WORK ORDER
Find the line in the material below that contains "driven over spidev", then give it again, with all later lines, exactly as shown.

#### GIVEN RECORDS

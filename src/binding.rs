//! A key bound to a store: read, set and remove without repeating the key.

use crate::backend::Backend;
use crate::error::Result;
use crate::store::TypedStore;
use crate::value::TypedValue;

/// Handle to one key of a [`TypedStore`] plus the default to read back.
///
/// Nothing is cached: every [`read`](Self::read) goes to the store, so the
/// handle always reflects the current record.
///
/// # Example
///
/// ```ignore
/// use typed_storage::{TypedStore, TypedValue};
///
/// let store = TypedStore::session();
/// let theme = store.bind("theme", Some("light".into()));
///
/// assert_eq!(theme.read()?, Some(TypedValue::from("light")));
/// theme.set("dark")?;
/// assert_eq!(theme.read()?, Some(TypedValue::from("dark")));
/// theme.remove()?;
/// ```
pub struct Binding<'a, B> {
    store: &'a TypedStore<B>,
    key: String,
    default: Option<TypedValue>,
}

impl<'a, B: Backend> Binding<'a, B> {
    pub(crate) fn new(store: &'a TypedStore<B>, key: String, default: Option<TypedValue>) -> Self {
        Self {
            store,
            key,
            default,
        }
    }

    pub fn key(&self) -> &str {
        &self.key
    }

    pub fn default_value(&self) -> Option<&TypedValue> {
        self.default.as_ref()
    }

    /// The current value, or the bound default when the store yields none.
    pub fn read(&self) -> Result<Option<TypedValue>> {
        Ok(self.store.get(&self.key)?.or_else(|| self.default.clone()))
    }

    pub fn set(&self, value: impl Into<TypedValue>) -> Result<()> {
        self.store.set(&self.key, value)
    }

    pub fn remove(&self) -> Result<()> {
        self.store.remove(&self.key)
    }
}
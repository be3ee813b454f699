//! Configuration loaded from a TOML file.
//!
//! Every section and field is optional:
//!
//! ```toml
//! [storage]
//! path = ".typed-storage"
//!
//! [codec]
//! mask_falsy = true
//! persist_pattern_flags = true
//!
//! [logging]
//! level = "info"
//! format = "text"
//! timestamps = true
//! ```

use std::path::{Path, PathBuf};

use serde::Deserialize;

use crate::error::ConfigError;

/// Default directory of the durable store.
pub const DEFAULT_STORAGE_PATH: &str = ".typed-storage";

/// Top-level configuration.
#[derive(Debug, Clone, Default, Deserialize)]
#[serde(default)]
pub struct Config {
    pub storage: StorageConfig,
    pub codec: CodecConfig,
    pub logging: LoggingConfig,
}

/// Where the durable store lives.
#[derive(Debug, Clone, Deserialize)]
#[serde(default)]
pub struct StorageConfig {
    pub path: PathBuf,
}

impl Default for StorageConfig {
    fn default() -> Self {
        Self {
            path: PathBuf::from(DEFAULT_STORAGE_PATH),
        }
    }
}

/// Encoding and read policy of a [`TypedStore`](crate::TypedStore).
#[derive(Debug, Clone, Copy, PartialEq, Eq, Deserialize)]
#[serde(default)]
pub struct CodecConfig {
    /// Substitute the caller's default when a decoded value is falsy
    /// (`0`, `NaN`, `false`, `""`, null). Disable for strict reads where a
    /// present record always yields its value.
    pub mask_falsy: bool,

    /// Write pattern flags with the `__exfl__` tag. When disabled, patterns
    /// are written with `__expr__` and their flags are lost.
    pub persist_pattern_flags: bool,
}

impl Default for CodecConfig {
    fn default() -> Self {
        Self {
            mask_falsy: true,
            persist_pattern_flags: true,
        }
    }
}

impl CodecConfig {
    /// Configuration with falsy masking turned off.
    pub fn strict() -> Self {
        Self {
            mask_falsy: false,
            ..Self::default()
        }
    }
}

/// Log output format.
#[derive(Debug, Clone, Copy, Default, PartialEq, Eq, Deserialize)]
#[serde(rename_all = "lowercase")]
pub enum LogFormat {
    #[default]
    Text,
    Json,
}

/// Logging settings used by the CLI.
#[derive(Debug, Clone, Deserialize)]
#[serde(default)]
pub struct LoggingConfig {
    /// An `EnvFilter` directive such as `info` or `typed_storage=debug`.
    pub level: String,
    pub format: LogFormat,
    pub timestamps: bool,
}

impl Default for LoggingConfig {
    fn default() -> Self {
        Self {
            level: "warn".to_string(),
            format: LogFormat::Text,
            timestamps: true,
        }
    }
}

impl Config {
    /// Load configuration from a TOML file.
    pub fn from_file(path: impl AsRef<Path>) -> Result<Self, ConfigError> {
        let path = path.as_ref();
        let content = std::fs::read_to_string(path).map_err(|source| ConfigError::Io {
            path: path.display().to_string(),
            source,
        })?;
        Self::from_toml(&content)
    }

    /// Parse configuration from a TOML string.
    pub fn from_toml(content: &str) -> Result<Self, ConfigError> {
        Ok(toml::from_str(content)?)
    }
}

#[cfg(test)]
mod tests {
    use super::*;

    #[test]
    fn test_parse_full_config() {
        let toml = r#"
[storage]
path = "/var/lib/typed-storage"

[codec]
mask_falsy = false
persist_pattern_flags = false

[logging]
level = "typed_storage=debug"
format = "json"
timestamps = false
"#;
        let config = Config::from_toml(toml).unwrap();
        assert_eq!(config.storage.path, PathBuf::from("/var/lib/typed-storage"));
        assert!(!config.codec.mask_falsy);
        assert!(!config.codec.persist_pattern_flags);
        assert_eq!(config.logging.level, "typed_storage=debug");
        assert_eq!(config.logging.format, LogFormat::Json);
        assert!(!config.logging.timestamps);
    }

    #[test]
    fn test_missing_sections_use_defaults() {
        let config = Config::from_toml("[codec]\nmask_falsy = false\n").unwrap();
        assert_eq!(config.storage.path, PathBuf::from(DEFAULT_STORAGE_PATH));
        assert!(!config.codec.mask_falsy);
        assert!(config.codec.persist_pattern_flags);
        assert_eq!(config.logging.format, LogFormat::Text);

        let empty = Config::from_toml("").unwrap();
        assert_eq!(empty.codec, CodecConfig::default());
    }

    #[test]
    fn test_invalid_toml() {
        let err = Config::from_toml("[codec]\nmask_falsy = \"maybe\"\n").unwrap_err();
        assert!(matches!(err, ConfigError::Parse(_)));
    }

    #[test]
    fn test_missing_file() {
        let err = Config::from_file("/nonexistent/typed-storage.toml").unwrap_err();
        assert!(matches!(err, ConfigError::Io { .. }));
    }
}
//! # pitch-gauge-linux
//!
//! Linux backend for pitch-gauge.
//!
//! Provides:
//! - `AlsaCapture`: mono S16_LE capture with zero-copy mmap delivery
//! - `DeviceEnumerator`: capture-capable PCM discovery via the ALSA control API
//! - `SpiGauge`: analog needle board driven over spidev
//!
//! ## Platform Requirements
//! - ALSA (`libasound2-dev` for linking)
//! - spidev enabled for the gauge board (e.g. `dtparam=spi=on` on a Raspberry Pi)
//!
//! ## Usage
//! ```ignore
//! use pitch_gauge_core::{CaptureEngine, LogGauge, Tuner, TunerConfiguration};
//! use pitch_gauge_linux::{AlsaCapture, DeviceEnumerator};
//!
//! let config = TunerConfiguration::default();
//! let device = DeviceEnumerator::first_capture_device()?;
//! let (capture, params) = AlsaCapture::open(&device.id, &config)?;
//! let engine = CaptureEngine::new(capture, params);
//! let mut tuner = Tuner::new(engine, &config, Arc::new(LogGauge::new()))?;
//! tuner.run(&stop)?;
//! ```

#[cfg(target_os = "linux")]
pub mod alsa_capture;
#[cfg(target_os = "linux")]
pub mod device_enumerator;
#[cfg(target_os = "linux")]
pub mod spi_gauge;

#[cfg(target_os = "linux")]
pub use alsa_capture::AlsaCapture;
#[cfg(target_os = "linux")]
pub use device_enumerator::{CaptureDevice, DeviceEnumerator};
#[cfg(target_os = "linux")]
pub use spi_gauge::{SpiError, SpiGauge};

########

SOLUTION BELOW
//! - `SpiGauge`: analog needle board driven over spidev
//!
//! ## Platform Requirements
//! - ALSA (`libasound2-dev` for linking)
//! - spidev enabled for the gauge board (e.g. `dtparam=spi=on` on a Raspberry Pi)
//!
//! ## Usage
//! ```ignore
//! use pitch_gauge_core::{CaptureEngine, LogGauge, Tuner, TunerConfiguration};
//! use pitch_gauge_linux::{AlsaCapture, DeviceEnumerator};
//!
//! let config = TunerConfiguration::default();
//! let device = DeviceEnumerator::first_capture_device()?;
//! let (capture, params) = AlsaCapture::open(&device.id, &config)?;
//! let engine = CaptureEngine::new(capture, params);
//! let mut tuner = Tuner::new(engine, &config, Arc::new(LogGauge::new()))?;
//! tuner.run(&stop)?;
//! ```

#[cfg(target_os = "linux")]
pub mod alsa_capture;
#[cfg(target_os = "linux")]
pub mod device_enumerator;
#[cfg(target_os = "linux")]
pub mod spi_gauge;

#[cfg(target_os = "linux")]
pub use alsa_capture::AlsaCapture;
#[cfg(target_os = "linux")]
pub use device_enumerator::{CaptureDevice, DeviceEnumerator};
#[cfg(target_os = "linux")]
pub use spi_gauge::{SpiError, SpiGauge};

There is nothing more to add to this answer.